__What the task asks__:
Using the entries that follow, write out the line containing "fixed-schema export archive.", the line containing "Construct an importer", and every line between them, exactly and nothing else.

__Recorded information__:
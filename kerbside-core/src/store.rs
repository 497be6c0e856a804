//! Contract for the relational warehouse the importers drive.
//!
//! The pipeline owns the decision of *when* tables are (re)created; the
//! implementation behind this trait owns physical storage, transactions and
//! the SQL dialect details. Implementations live outside this crate (see
//! `kerbside-data::store`); tests use the recording fake from
//! [`crate::test_support`].

use std::error::Error as StdError;

use camino::Utf8Path;
use thiserror::Error;

/// Error reported by a [`Database`] implementation.
///
/// The pipeline treats database failures as run-fatal and never inspects
/// them beyond the failed operation name, so the payload is deliberately
/// opaque: an operation label, a human-readable detail, and an optional
/// source chain.
#[derive(Debug, Error)]
#[error("database {operation} failed: {detail}")]
pub struct DatabaseError {
    operation: &'static str,
    detail: String,
    #[source]
    source: Option<Box<dyn StdError + Send + Sync>>,
}

impl DatabaseError {
    /// Construct an error without an underlying source.
    pub fn new(operation: &'static str, detail: impl Into<String>) -> Self {
        Self {
            operation,
            detail: detail.into(),
            source: None,
        }
    }

    /// Construct an error wrapping the implementation's own failure value.
    pub fn with_source(
        operation: &'static str,
        detail: impl Into<String>,
        source: impl Into<Box<dyn StdError + Send + Sync>>,
    ) -> Self {
        Self {
            operation,
            detail: detail.into(),
            source: Some(source.into()),
        }
    }

    /// Name of the failed operation (`"execute"`, `"commit"`, ...).
    #[must_use]
    pub fn operation(&self) -> &'static str {
        self.operation
    }
}

/// Narrow contract over the target relational database.
///
/// One connection is held for the duration of an importer run; calls are
/// blocking and strictly sequential. Transaction boundaries are explicit:
/// nothing is durable until [`Database::commit`] returns.
pub trait Database {
    /// Execute one or more SQL statements.
    fn execute(&mut self, sql: &str) -> Result<(), DatabaseError>;

    /// Make all statements since the previous commit durable.
    fn commit(&mut self) -> Result<(), DatabaseError>;

    /// Drop `table` in `schema` if it exists.
    fn drop_table(&mut self, table: &str, schema: &str) -> Result<(), DatabaseError>;

    /// Create the required extensions and the working schema, and make the
    /// schema the default search path for the connection.
    fn ensure_extensions_and_schema(&mut self, schema: &str) -> Result<(), DatabaseError>;

    /// Add a primary key over `columns` to an already-loaded table.
    fn add_primary_key(
        &mut self,
        table: &str,
        columns: &[&str],
        schema: &str,
    ) -> Result<(), DatabaseError>;

    /// Execute the statements stored in `<directory>/<base_name>.sql`.
    fn execute_file(&mut self, base_name: &str, directory: &Utf8Path)
    -> Result<(), DatabaseError>;

    /// Check whether the named output tables may be (re)created.
    ///
    /// Returns `false` when an existing table conflicts, in which case the
    /// caller must skip creation entirely.
    fn handle_conflicting_output_tables(
        &mut self,
        names: &[&str],
        schema: &str,
    ) -> Result<bool, DatabaseError>;

    /// Release the connection. Implementations commit pending work first.
    fn close(&mut self) -> Result<(), DatabaseError>;
}
//! Test-only recording fakes for the collaborator contracts.
//!
//! The fakes append one line per call to an operation journal so tests can
//! assert on step ordering — the pipeline's main correctness property —
//! without a live database or the external tool binaries.

use std::cell::RefCell;
use std::collections::BTreeSet;

use camino::{Utf8Path, Utf8PathBuf};

use crate::{
    Database, DatabaseError, ExternalToolError, OsmLoader, TabularLoader, VectorLoadRequest,
    VectorLoader,
};

/// Recording [`Database`] fake.
///
/// Every call is journalled as `<operation>:<detail>`. Conflict checks
/// consult a configurable set of pre-existing tables; names that pass the
/// check are added to the set, so a second materialisation of the same output
/// reports a conflict exactly like a live catalogue would.
#[derive(Debug, Default)]
pub struct RecordingDatabase {
    operations: Vec<String>,
    existing_tables: BTreeSet<String>,
    fail_operation: Option<&'static str>,
    closed: bool,
}

impl RecordingDatabase {
    /// Construct an empty fake with no pre-existing tables.
    #[must_use]
    pub fn new() -> Self {
        Self::default()
    }

    /// Construct a fake whose catalogue already contains `tables`.
    pub fn with_existing_tables<I, S>(tables: I) -> Self
    where
        I: IntoIterator<Item = S>,
        S: Into<String>,
    {
        Self {
            existing_tables: tables.into_iter().map(Into::into).collect(),
            ..Self::default()
        }
    }

    /// Make the named operation fail on every call.
    #[must_use]
    pub fn failing_on(mut self, operation: &'static str) -> Self {
        self.fail_operation = Some(operation);
        self
    }

    /// Journal of calls in arrival order.
    #[must_use]
    pub fn operations(&self) -> &[String] {
        &self.operations
    }

    /// Whether [`Database::close`] has been called.
    #[must_use]
    pub fn is_closed(&self) -> bool {
        self.closed
    }

    fn record(&mut self, operation: &'static str, detail: &str) -> Result<(), DatabaseError> {
        if self.fail_operation == Some(operation) {
            return Err(DatabaseError::new(operation, "injected failure"));
        }
        if detail.is_empty() {
            self.operations.push(operation.to_owned());
        } else {
            self.operations.push(format!("{operation}:{detail}"));
        }
        Ok(())
    }
}

impl Database for RecordingDatabase {
    fn execute(&mut self, sql: &str) -> Result<(), DatabaseError> {
        let condensed = sql.split_whitespace().collect::<Vec<_>>().join(" ");
        self.record("execute", &condensed)
    }

    fn commit(&mut self) -> Result<(), DatabaseError> {
        self.record("commit", "")
    }

    fn drop_table(&mut self, table: &str, schema: &str) -> Result<(), DatabaseError> {
        let qualified = format!("{schema}.{table}");
        self.existing_tables.remove(table);
        self.record("drop_table", &qualified)
    }

    fn ensure_extensions_and_schema(&mut self, schema: &str) -> Result<(), DatabaseError> {
        self.record("ensure_extensions_and_schema", schema)
    }

    fn add_primary_key(
        &mut self,
        table: &str,
        columns: &[&str],
        schema: &str,
    ) -> Result<(), DatabaseError> {
        let detail = format!("{schema}.{table}:{}", columns.join(","));
        self.record("add_primary_key", &detail)
    }

    fn execute_file(
        &mut self,
        base_name: &str,
        directory: &Utf8Path,
    ) -> Result<(), DatabaseError> {
        let detail = format!("{directory}/{base_name}.sql");
        self.record("execute_file", &detail)
    }

    fn handle_conflicting_output_tables(
        &mut self,
        names: &[&str],
        schema: &str,
    ) -> Result<bool, DatabaseError> {
        let detail = format!("{schema}:{}", names.join(","));
        self.record("handle_conflicting_output_tables", &detail)?;
        let conflict = names
            .iter()
            .any(|name| self.existing_tables.contains(*name));
        if conflict {
            return Ok(false);
        }
        for name in names {
            self.existing_tables.insert((*name).to_owned());
        }
        Ok(true)
    }

    fn close(&mut self) -> Result<(), DatabaseError> {
        self.closed = true;
        self.record("close", "")
    }
}

/// Recording [`TabularLoader`] fake.
#[derive(Debug, Default)]
pub struct RecordingTabularLoader {
    calls: RefCell<Vec<(Utf8PathBuf, String, String)>>,
    fail: bool,
}

impl RecordingTabularLoader {
    /// Construct a loader that succeeds on every call.
    #[must_use]
    pub fn new() -> Self {
        Self::default()
    }

    /// Construct a loader that fails every call with a non-zero exit.
    #[must_use]
    pub fn failing() -> Self {
        Self {
            calls: RefCell::new(Vec::new()),
            fail: true,
        }
    }

    /// Calls observed so far as `(path, schema, table)` triples.
    #[must_use]
    pub fn calls(&self) -> Vec<(Utf8PathBuf, String, String)> {
        self.calls.borrow().clone()
    }
}

impl TabularLoader for RecordingTabularLoader {
    fn load_delimited(
        &self,
        path: &Utf8Path,
        schema: &str,
        table: &str,
    ) -> Result<(), ExternalToolError> {
        self.calls
            .borrow_mut()
            .push((path.to_path_buf(), schema.to_owned(), table.to_owned()));
        if self.fail {
            return Err(ExternalToolError::Failed {
                tool: "fake-tabular-loader".to_owned(),
                status: 1,
            });
        }
        Ok(())
    }
}

/// Recording [`OsmLoader`] fake.
#[derive(Debug, Default)]
pub struct RecordingOsmLoader {
    calls: RefCell<Vec<(Utf8PathBuf, Utf8PathBuf, String, String)>>,
}

impl RecordingOsmLoader {
    /// Construct a loader that succeeds on every call.
    #[must_use]
    pub fn new() -> Self {
        Self::default()
    }

    /// Calls observed so far as `(extract, style, schema, prefix)` tuples.
    #[must_use]
    pub fn calls(&self) -> Vec<(Utf8PathBuf, Utf8PathBuf, String, String)> {
        self.calls.borrow().clone()
    }
}

impl OsmLoader for RecordingOsmLoader {
    fn load_extract(
        &self,
        extract: &Utf8Path,
        style: &Utf8Path,
        schema: &str,
        prefix: &str,
    ) -> Result<(), ExternalToolError> {
        self.calls.borrow_mut().push((
            extract.to_path_buf(),
            style.to_path_buf(),
            schema.to_owned(),
            prefix.to_owned(),
        ));
        Ok(())
    }
}

/// Recording [`VectorLoader`] fake.
#[derive(Debug, Default)]
pub struct RecordingVectorLoader {
    calls: RefCell<Vec<String>>,
}

impl RecordingVectorLoader {
    /// Construct a loader that succeeds on every call.
    #[must_use]
    pub fn new() -> Self {
        Self::default()
    }

    /// Target tables of the calls observed so far.
    #[must_use]
    pub fn loaded_tables(&self) -> Vec<String> {
        self.calls.borrow().clone()
    }
}

impl VectorLoader for RecordingVectorLoader {
    fn load_vector(&self, request: &VectorLoadRequest<'_>) -> Result<(), ExternalToolError> {
        self.calls
            .borrow_mut()
            .push(format!("{}.{}", request.schema, request.table));
        Ok(())
    }
}
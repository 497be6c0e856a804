//! Sequenced import of the proprietary-format datasets.
//!
//! One run stages every dataset listed in [`IMPORT_TASKS`]: archive members
//! are extracted (skipping files already on disk), derived artifacts are
//! compiled idempotently, and each staging table is dropped and recreated
//! from scratch. A failure on any task aborts the remaining tasks — there is
//! no partial-success continuation.

use std::fs::{self, File};
use std::io;

use camino::{Utf8Path, Utf8PathBuf};
use kerbside_core::{Database, DatabaseError, ExternalToolError, GlobalSettings, TabularLoader};
use log::info;
use thiserror::Error;
use zip::ZipArchive;
use zip::result::ZipError;

use super::compile::{ensure_data_file, ensure_schema_file};
use super::error::GipCompileError;

/// One proprietary-format dataset to stage: source file, target table, and
/// the columns keyed after the bulk load.
#[derive(Debug, Clone, Copy, PartialEq, Eq)]
pub struct ImportTask {
    /// Export file name inside the archive.
    pub file_name: &'static str,
    /// Staging table the file loads into.
    pub table: &'static str,
    /// Unique key applied after the load completes.
    pub key_columns: &'static [&'static str],
}

impl ImportTask {
    fn file_stem(&self) -> &'static str {
        Utf8Path::new(self.file_name)
            .file_stem()
            .unwrap_or(self.file_name)
    }
}

/// The datasets staged by every proprietary-format run.
pub const IMPORT_TASKS: &[ImportTask] = &[
    ImportTask {
        file_name: "BikeHike.txt",
        table: "gip_bikehike",
        key_columns: &["use_id"],
    },
    ImportTask {
        file_name: "Link.txt",
        table: "gip_link",
        key_columns: &["link_id"],
    },
    ImportTask {
        file_name: "LinkCoordinate.txt",
        table: "gip_linkcoordinate",
        key_columns: &["link_id", "count"],
    },
    ImportTask {
        file_name: "LinkUse.txt",
        table: "gip_linkuse",
        key_columns: &["use_id"],
    },
    ImportTask {
        file_name: "Link2ReferenceObject.txt",
        table: "gip_link2referenceobject",
        key_columns: &["idseq"],
    },
    ImportTask {
        file_name: "Node.txt",
        table: "gip_node",
        key_columns: &["node_id"],
    },
    ImportTask {
        file_name: "ReferenceObject.txt",
        table: "gip_referenceobject",
        key_columns: &["refobj_id"],
    },
];

/// Errors raised during a proprietary-format import run.
#[derive(Debug, Error)]
#[non_exhaustive]
pub enum GipImportError {
    /// The source archive could not be opened.
    #[error("failed to open export archive {path:?}")]
    OpenArchive {
        /// Archive path inside the data directory.
        path: Utf8PathBuf,
        /// Underlying I/O error.
        #[source]
        source: io::Error,
    },
    /// The source archive is unreadable as a zip file.
    #[error("failed to read export archive {path:?}")]
    ReadArchive {
        /// Archive path inside the data directory.
        path: Utf8PathBuf,
        /// Source error from the archive reader.
        #[source]
        source: ZipError,
    },
    /// A required member file is absent from the archive.
    #[error("archive {path:?} has no member {name:?}")]
    MissingArchiveMember {
        /// Archive path inside the data directory.
        path: Utf8PathBuf,
        /// Member file that was requested.
        name: &'static str,
    },
    /// Extracting a member to the destination directory failed.
    #[error("failed to extract {name:?} to {path:?}")]
    ExtractMember {
        /// Destination path of the member.
        path: Utf8PathBuf,
        /// Member file being extracted.
        name: &'static str,
        /// Underlying I/O error.
        #[source]
        source: io::Error,
    },
    /// Compiling an export file into derived artifacts failed.
    #[error(transparent)]
    Compile(#[from] GipCompileError),
    /// A database operation failed.
    #[error(transparent)]
    Database(#[from] DatabaseError),
    /// The delegated bulk loader failed.
    #[error(transparent)]
    Load(#[from] ExternalToolError),
}

/// Summary of a completed proprietary-format run.
#[derive(Debug, Clone, PartialEq, Eq)]
pub struct GipImportReport {
    /// Directory the archive members were extracted into.
    pub extract_directory: Utf8PathBuf,
    /// Staging tables created, in task order.
    pub tables: Vec<&'static str>,
}

/// Importer for the proprietary fixed-schema export archive.
#[derive(Debug)]
pub struct GipImporter<'a> {
    settings: &'a GlobalSettings,
    schema: &'a str,
    archive_file_name: &'a str,
}

impl<'a> GipImporter<'a> {
    /// Construct an importer for the archive named `archive_file_name`
    /// inside the settings' data directory.
    #[must_use]
    pub fn new(settings: &'a GlobalSettings, schema: &'a str, archive_file_name: &'a str) -> Self {
        Self {
            settings,
            schema,
            archive_file_name,
        }
    }

    /// Run the import: extract, compile, stage and key every task.
    ///
    /// # Errors
    /// Any failure is run-fatal and aborts the remaining tasks; see
    /// [`GipImportError`].
    pub fn run(
        &self,
        db: &mut dyn Database,
        loader: &dyn TabularLoader,
    ) -> Result<GipImportReport, GipImportError> {
        info!("importing gip from {:?}", self.archive_file_name);
        db.ensure_extensions_and_schema(self.schema)?;

        let extract_directory = self.extract_archive()?;

        let mut tables = Vec::with_capacity(IMPORT_TASKS.len());
        for task in IMPORT_TASKS {
            info!("create table \"{}\"", task.table);
            let source = extract_directory.join(task.file_name);
            let data_file = ensure_data_file(&source)?;
            ensure_schema_file(&source)?;

            // Staging tables are always rebuilt from scratch. The commit
            // after schema creation isolates bulk-load failures from DDL.
            db.drop_table(task.table, self.schema)?;
            db.execute_file(task.file_stem(), &extract_directory)?;
            db.commit()?;

            loader.load_delimited(&data_file, self.schema, task.table)?;

            db.add_primary_key(task.table, task.key_columns, self.schema)?;
            db.commit()?;
            tables.push(task.table);
        }

        db.close()?;
        Ok(GipImportReport {
            extract_directory,
            tables,
        })
    }

    /// Extract the task members from the archive, skipping files that are
    /// already present at the destination.
    fn extract_archive(&self) -> Result<Utf8PathBuf, GipImportError> {
        let archive_path = self.settings.data_path(self.archive_file_name);
        let stem = Utf8Path::new(self.archive_file_name)
            .file_stem()
            .unwrap_or(self.archive_file_name);
        let destination = self.settings.data_path(stem);

        let file = File::open(&archive_path).map_err(|source| GipImportError::OpenArchive {
            path: archive_path.clone(),
            source,
        })?;
        let mut archive =
            ZipArchive::new(file).map_err(|source| GipImportError::ReadArchive {
                path: archive_path.clone(),
                source,
            })?;

        for task in IMPORT_TASKS {
            let target = destination.join(task.file_name);
            if target.exists() {
                continue;
            }
            fs::create_dir_all(&destination).map_err(|source| GipImportError::ExtractMember {
                path: destination.clone(),
                name: task.file_name,
                source,
            })?;
            let mut member = match archive.by_name(task.file_name) {
                Ok(member) => member,
                Err(ZipError::FileNotFound) => {
                    return Err(GipImportError::MissingArchiveMember {
                        path: archive_path,
                        name: task.file_name,
                    });
                }
                Err(source) => {
                    return Err(GipImportError::ReadArchive {
                        path: archive_path,
                        source,
                    });
                }
            };
            let mut sink =
                File::create(&target).map_err(|source| GipImportError::ExtractMember {
                    path: target.clone(),
                    name: task.file_name,
                    source,
                })?;
            io::copy(&mut member, &mut sink).map_err(|source| GipImportError::ExtractMember {
                path: target.clone(),
                name: task.file_name,
                source,
            })?;
        }

        Ok(destination)
    }
}

#[cfg(test)]
mod tests {
    use super::*;
    use kerbside_core::test_support::{RecordingDatabase, RecordingTabularLoader};
    use rstest::{fixture, rstest};
    use std::io::Write as _;
    use tempfile::TempDir;
    use zip::ZipWriter;
    use zip::write::FileOptions;

    fn export_content(table: &str, key: &str) -> String {
        format!("tbl;{table}\natr;{key};descr\nfrm;decimal(9);string\nrec;\"1\";\"first\"\n")
    }

    #[fixture]
    fn temp_dir() -> TempDir {
        TempDir::new().expect("create temp dir")
    }

    fn settings_for(dir: &TempDir) -> GlobalSettings {
        let data_directory = Utf8PathBuf::from_path_buf(dir.path().to_path_buf())
            .expect("utf-8 temp dir");
        toml::from_str(&format!(
            "data_directory = \"{data_directory}\"\ntarget_srid = 32633\n"
        ))
        .expect("settings should parse")
    }

    fn write_archive(dir: &TempDir, name: &str) {
        let path = dir.path().join(name);
        let file = File::create(path).expect("create archive");
        let mut writer = ZipWriter::new(file);
        for task in IMPORT_TASKS {
            writer
                .start_file(task.file_name, FileOptions::default())
                .expect("start archive member");
            let key = task.key_columns.first().expect("task has a key column");
            writer
                .write_all(export_content(task.file_stem(), key).as_bytes())
                .expect("write archive member");
        }
        writer.finish().expect("finish archive");
    }

    #[rstest]
    fn stages_every_task_in_order(temp_dir: TempDir) {
        let settings = settings_for(&temp_dir);
        write_archive(&temp_dir, "ogd_gip.zip");
        let mut db = RecordingDatabase::new();
        let loader = RecordingTabularLoader::new();

        let report = GipImporter::new(&settings, "geo", "ogd_gip.zip")
            .run(&mut db, &loader)
            .expect("run should succeed");

        let expected: Vec<&str> = IMPORT_TASKS.iter().map(|task| task.table).collect();
        assert_eq!(report.tables, expected);
        assert_eq!(loader.calls().len(), IMPORT_TASKS.len());
        assert!(db.is_closed());

        // Per task: drop, create from file, commit, key, commit.
        let ops = db.operations();
        assert_eq!(ops.first().map(String::as_str), Some("ensure_extensions_and_schema:geo"));
        let first_task = &ops[1..6];
        let extract_dir = report.extract_directory.as_str();
        assert_eq!(
            first_task,
            [
                "drop_table:geo.gip_bikehike".to_owned(),
                format!("execute_file:{extract_dir}/BikeHike.sql"),
                "commit".to_owned(),
                "add_primary_key:geo.gip_bikehike:use_id".to_owned(),
                "commit".to_owned(),
            ]
        );
    }

    #[rstest]
    fn bulk_load_happens_between_the_commits(temp_dir: TempDir) {
        let settings = settings_for(&temp_dir);
        write_archive(&temp_dir, "ogd_gip.zip");
        let mut db = RecordingDatabase::new();
        let loader = RecordingTabularLoader::new();

        let report = GipImporter::new(&settings, "geo", "ogd_gip.zip")
            .run(&mut db, &loader)
            .expect("run should succeed");

        let (path, schema, table) = loader.calls().into_iter().next().expect("loader called");
        assert_eq!(path, report.extract_directory.join("BikeHike.csv"));
        assert_eq!(schema, "geo");
        assert_eq!(table, "gip_bikehike");
    }

    #[rstest]
    fn extraction_skips_members_already_on_disk(temp_dir: TempDir) {
        let settings = settings_for(&temp_dir);
        write_archive(&temp_dir, "ogd_gip.zip");
        let extract_dir = settings.data_path("ogd_gip");
        fs::create_dir_all(&extract_dir).expect("create extract dir");
        let sentinel = extract_dir.join("Link.txt");
        fs::write(&sentinel, export_content("link", "link_id")).expect("write sentinel");
        let before = fs::metadata(&sentinel).expect("sentinel metadata").len();

        let mut db = RecordingDatabase::new();
        let loader = RecordingTabularLoader::new();
        GipImporter::new(&settings, "geo", "ogd_gip.zip")
            .run(&mut db, &loader)
            .expect("run should succeed");

        let after = fs::metadata(&sentinel).expect("sentinel metadata").len();
        assert_eq!(before, after, "existing member must not be re-extracted");
    }

    #[rstest]
    fn loader_failure_aborts_the_remaining_tasks(temp_dir: TempDir) {
        let settings = settings_for(&temp_dir);
        write_archive(&temp_dir, "ogd_gip.zip");
        let mut db = RecordingDatabase::new();
        let loader = RecordingTabularLoader::failing();

        let outcome = GipImporter::new(&settings, "geo", "ogd_gip.zip").run(&mut db, &loader);

        assert!(matches!(outcome, Err(GipImportError::Load(_))));
        assert_eq!(loader.calls().len(), 1, "first failure stops the run");
        assert!(!db.is_closed());
    }

    #[rstest]
    fn missing_archive_member_is_reported_by_name(temp_dir: TempDir) {
        let settings = settings_for(&temp_dir);
        let path = temp_dir.path().join("ogd_gip.zip");
        let file = File::create(path).expect("create archive");
        let mut writer = ZipWriter::new(file);
        writer
            .start_file("Unrelated.txt", FileOptions::default())
            .expect("start archive member");
        writer.finish().expect("finish archive");

        let mut db = RecordingDatabase::new();
        let loader = RecordingTabularLoader::new();
        let outcome = GipImporter::new(&settings, "geo", "ogd_gip.zip").run(&mut db, &loader);

        assert!(matches!(
            outcome,
            Err(GipImportError::MissingArchiveMember {
                name: "BikeHike.txt",
                ..
            })
        ));
    }
}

__Answer to this problem__:
/// Importer for the proprietary fixed-schema export archive.
#[derive(Debug)]
pub struct GipImporter<'a> {
    settings: &'a GlobalSettings,
    schema: &'a str,
    archive_file_name: &'a str,
}

impl<'a> GipImporter<'a> {
    /// Construct an importer for the archive named `archive_file_name`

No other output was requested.